Over the years I've attacked this eyesore with varying success. Experience has shown me that filling lines with material matching closely the kit plastic is the most logical. Putty can be softer, and over-zealous sanding can leave a depression, Or brittle enough that dragging a scriber/pin/knife tip through it results in chipping that starts a vicious cycle and, at worst, ends with the model in uncontrolled flight into a hard surface.

Ask me how I know this.

 

One day I felt adventurous enough to use stretched styrene soaked in mineral turps/Turpenoid/white spirit, on my Airfix big Mustang. I'd snip off lengths to suit the line, coil up if necessary and sit it in a small glass jar (like Tamiya bottles) full of turps. The trick was not to leave it in too long otherwise it'd dissolve away to nothing. Basically, in an empirical study, I arrived at the formula – sprue has to be twice the width of the gap to fill.
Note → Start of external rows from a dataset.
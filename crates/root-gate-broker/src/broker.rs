// crates/root-gate-broker/src/broker.rs
// ============================================================================
// Module: Root Gate Request Broker
// Description: Orchestrates identity resolution, the self guard, and decisions.
// Purpose: Service one superuser request from descriptor to closed channel.
// Dependencies: root-gate-core, thiserror, tokio
// ============================================================================

//! ## Overview
//! [`RequestBroker::start`] validates a [`RequestDescriptor`], resolves the
//! caller's identity, opens its decision channel, and then either blocks a
//! self-request, answers automatically, or hands back a [`PendingRequest`]
//! for interactive arbitration. [`PendingRequest::respond`] commits the
//! decision: write once, close, persist when `until >= 0`.
//! Invariants:
//! - Malformed descriptors never open a channel.
//! - The broker's own package never receives a decision or a policy row.
//! - The channel is released on every exit path, including panics.
//! - Unexpected failures surface as [`BrokerError::Unexpected`] and are never
//!   folded into a deny.
//!
//! Security posture: descriptors, package metadata, and channel paths are
//! untrusted; every expected failure fails the single request closed.

// ============================================================================
// SECTION: Imports
// ============================================================================

use std::fmt;
use std::path::Path;
use std::sync::Arc;

use root_gate_core::AutoResponse;
use root_gate_core::ChannelOpener;
use root_gate_core::Clock;
use root_gate_core::CommandRunner;
use root_gate_core::Identity;
use root_gate_core::IdentityResolver;
use root_gate_core::PackageMetadata;
use root_gate_core::PackageName;
use root_gate_core::Pid;
use root_gate_core::Policy;
use root_gate_core::PolicyAction;
use root_gate_core::PolicyStore;
use root_gate_core::RequestDescriptor;
use root_gate_core::RequestRejection;
use root_gate_core::ResolveError;
use root_gate_core::SystemClock;
use root_gate_core::Uid;
use root_gate_core::ValidatedRequest;
use thiserror::Error;
use tokio::task::spawn_blocking;

use crate::audit::BrokerAuditEvent;
use crate::audit::BrokerAuditSink;
use crate::audit::BrokerEventKind;
use crate::audit::NoopAuditSink;
use crate::channel::DecisionChannel;
use crate::channel::FifoOpener;
use crate::command::ShellCommandRunner;
use crate::command::uninstall_command;

// ============================================================================
// SECTION: Errors
// ============================================================================

/// Errors returned by the request broker.
///
/// # Invariants
/// - Expected request failures are reported through [`StartOutcome::Rejected`],
///   never through this type.
#[derive(Debug, Error)]
pub enum BrokerError {
    /// Builder is missing a required collaborator.
    #[error("broker collaborator is not configured: {0}")]
    MissingCollaborator(&'static str),
    /// The broker itself failed in an unexpected way.
    #[error("unexpected broker failure: {0}")]
    Unexpected(String),
}

/// Reasons a single request failed closed during initialization.
#[derive(Debug, Error)]
pub enum RequestFailure {
    /// Descriptor failed validation.
    #[error(transparent)]
    Rejected(#[from] RequestRejection),
    /// Caller identity could not be resolved.
    #[error(transparent)]
    Identity(ResolveError),
    /// Decision channel could not be opened.
    #[error("decision channel open failed: {0}")]
    ChannelOpen(String),
}

/// Tagged initialization failure separating handled from fatal outcomes.
#[derive(Debug)]
enum InitFailure {
    /// Request cannot be serviced; fail it closed.
    Recoverable(RequestFailure),
    /// Broker defect; propagate.
    Unexpected(String),
}

// ============================================================================
// SECTION: Configuration
// ============================================================================

/// Immutable broker configuration injected at construction.
#[derive(Debug, Clone, PartialEq, Eq)]
pub struct BrokerConfig {
    /// Package identity of the broker application itself.
    pub self_package: PackageName,
    /// Standing auto-response consulted before prompting.
    pub auto_response: AutoResponse,
}

// ============================================================================
// SECTION: Outcomes
// ============================================================================

/// What happened to a committed decision.
#[derive(Debug, Clone, Copy, PartialEq, Eq)]
pub struct DecisionReceipt {
    /// Decision record built for the request.
    pub policy: Policy,
    /// Whether the decision code reached the channel.
    pub delivered: bool,
    /// Whether the policy was written to the store.
    pub persisted: bool,
}

/// Result of [`RequestBroker::start`].
#[derive(Debug)]
pub enum StartOutcome {
    /// Request failed closed; no decision was written.
    Rejected(RequestFailure),
    /// The broker's own package asked for root; uninstall was requested.
    SelfRequestBlocked {
        /// Package that was blocked.
        package: PackageName,
    },
    /// The auto-response policy answered the request.
    AutoResponded(DecisionReceipt),
    /// The request awaits an interactive decision.
    Interactive(PendingRequest),
}

impl StartOutcome {
    /// Returns true when an external collaborator must call
    /// [`PendingRequest::respond`].
    #[must_use]
    pub const fn requires_interaction(&self) -> bool {
        matches!(self, Self::Interactive(_))
    }
}

// ============================================================================
// SECTION: Builder
// ============================================================================

/// Builder for a request broker.
///
/// # Invariants
/// - `build` succeeds only when package metadata and a policy store are set.
/// - Unset optional collaborators fall back to production defaults.
pub struct RequestBrokerBuilder {
    /// Broker configuration.
    config: BrokerConfig,
    /// Package metadata service.
    metadata: Option<Arc<dyn PackageMetadata>>,
    /// Policy store.
    store: Option<Arc<dyn PolicyStore>>,
    /// Channel opener.
    opener: Option<Arc<dyn ChannelOpener>>,
    /// Remediation command runner.
    commands: Option<Arc<dyn CommandRunner>>,
    /// Time source.
    clock: Option<Arc<dyn Clock>>,
    /// Audit sink.
    audit: Option<Arc<dyn BrokerAuditSink>>,
}

impl RequestBrokerBuilder {
    /// Sets the package metadata service.
    #[must_use]
    pub fn metadata(mut self, metadata: Arc<dyn PackageMetadata>) -> Self {
        self.metadata = Some(metadata);
        self
    }

    /// Sets the policy store.
    #[must_use]
    pub fn store(mut self, store: Arc<dyn PolicyStore>) -> Self {
        self.store = Some(store);
        self
    }

    /// Sets the channel opener (default: [`FifoOpener::fifo_only`]).
    #[must_use]
    pub fn opener(mut self, opener: Arc<dyn ChannelOpener>) -> Self {
        self.opener = Some(opener);
        self
    }

    /// Sets the command runner (default: [`ShellCommandRunner`]).
    #[must_use]
    pub fn commands(mut self, commands: Arc<dyn CommandRunner>) -> Self {
        self.commands = Some(commands);
        self
    }

    /// Sets the clock (default: [`SystemClock`]).
    #[must_use]
    pub fn clock(mut self, clock: Arc<dyn Clock>) -> Self {
        self.clock = Some(clock);
        self
    }

    /// Sets the audit sink (default: [`NoopAuditSink`]).
    #[must_use]
    pub fn audit(mut self, audit: Arc<dyn BrokerAuditSink>) -> Self {
        self.audit = Some(audit);
        self
    }

    /// Builds the broker.
    ///
    /// # Errors
    ///
    /// Returns [`BrokerError::MissingCollaborator`] when metadata or the store
    /// is not configured.
    pub fn build(self) -> Result<RequestBroker, BrokerError> {
        let metadata = self.metadata.ok_or(BrokerError::MissingCollaborator("metadata"))?;
        let store = self.store.ok_or(BrokerError::MissingCollaborator("store"))?;
        Ok(RequestBroker {
            config: self.config,
            resolver: IdentityResolver::new(metadata),
            opener: self.opener.unwrap_or_else(|| Arc::new(FifoOpener::fifo_only())),
            commands: self.commands.unwrap_or_else(|| Arc::new(ShellCommandRunner)),
            commit: CommitContext {
                store,
                clock: self.clock.unwrap_or_else(|| Arc::new(SystemClock)),
                audit: self.audit.unwrap_or_else(|| Arc::new(NoopAuditSink)),
            },
        })
    }
}
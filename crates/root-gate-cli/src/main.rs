// crates/root-gate-cli/src/main.rs
// ============================================================================
// Module: Root Gate CLI Entry Point
// Description: Command dispatcher for superuser requests and policy upkeep.
// Purpose: Drive the request broker and administer stored decisions.
// Dependencies: clap, root-gate-broker, root-gate-config, root-gate-core,
//               root-gate-store-sqlite, serde, serde_json, thiserror, tokio.
// ============================================================================

//! ## Overview
//! The Root Gate CLI runs one superuser request through the broker, prompting
//! on the terminal when the configured auto-response defers to the user, and
//! offers read/revoke/prune commands over the durable policy store. All
//! user-facing strings are routed through the message table. Security posture:
//! request arguments and configuration are untrusted and validated before use.

// ============================================================================
// SECTION: Modules
// ============================================================================

#[cfg(test)]
mod main_tests;

// ============================================================================
// SECTION: Imports
// ============================================================================

use std::io::BufRead;
use std::io::Write;
use std::path::PathBuf;
use std::process::ExitCode;
use std::sync::Arc;
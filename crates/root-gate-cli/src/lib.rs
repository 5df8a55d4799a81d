// crates/root-gate-cli/src/lib.rs
// ============================================================================
// Module: Root Gate CLI Library
// Description: Shared helpers for the Root Gate command-line binary.
// Purpose: Expose the message table to the binary and its tests.
// Dependencies: Standard library only.
// ============================================================================

//! ## Overview
//! Library half of the `root-gate` binary. It currently hosts the message
//! table and the [`t!`] macro used for every user-facing string.

// ============================================================================
// SECTION: Modules
// ============================================================================

pub mod messages;
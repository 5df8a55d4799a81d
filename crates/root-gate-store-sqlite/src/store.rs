// crates/root-gate-store-sqlite/src/store.rs
// ============================================================================
// Module: SQLite Policy Store
// Description: Durable PolicyStore backed by SQLite.
// Purpose: Persist superuser decisions keyed by subject uid.
// Dependencies: root-gate-core, rusqlite, serde, thiserror
// ============================================================================

//! ## Overview
//! This module implements a durable [`PolicyStore`] using `SQLite`. One row per
//! subject uid holds the decided action code and the raw `until` value.
//! Rows are validated on every read and fail closed on corruption: an unknown
//! action code or an out-of-range uid is never turned into a decision.
//! Security posture: database contents are untrusted.

// ============================================================================
// SECTION: Imports
// ============================================================================

use std::path::Path;
use std::path::PathBuf;
use std::sync::Arc;
use std::sync::Mutex;
use std::sync::MutexGuard;
use std::time::Duration;
use std::time::SystemTime;
use std::time::UNIX_EPOCH;

use root_gate_core::Policy;
use root_gate_core::PolicyAction;
use root_gate_core::PolicyStore;
use root_gate_core::StoreError;
use root_gate_core::Uid;
use rusqlite::Connection;
use rusqlite::OpenFlags;
use rusqlite::OptionalExtension;
use rusqlite::params;
use serde::Deserialize;
use thiserror::Error;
As the sprue soaks in the turps the outer surface softens, then I mash it into the offending gap or line. The 'wet' sprue deforms well and spreads to fill the cavity, leaving enough material proud of the surface to allow for shrinking.

 

http://s4.photobucket.com/albums/y108/Riskyrossco/Airfix%20GB/?action=view&current=da879ec8.pbw

http://s4.photobucket.com/albums/y108/Riskyrossco/Airfix%20GB/?action=view&current=72943664.pbw

 

 

This is a very economical method, since you're only using precisely the length you need, to fill the line with no spill-over. The downside is s/times the sprue shrinks too much while drying and leaves dimples either side that require a little filler. However, if all goes to plan, these dimples are outside the line to be re-scribed, and there's nil danger of a scrappy scribing job.

A few pics of my 'Stang, complete with a final buff with auto polish.

 

Righty-ho, these are my weapons of mass extraction.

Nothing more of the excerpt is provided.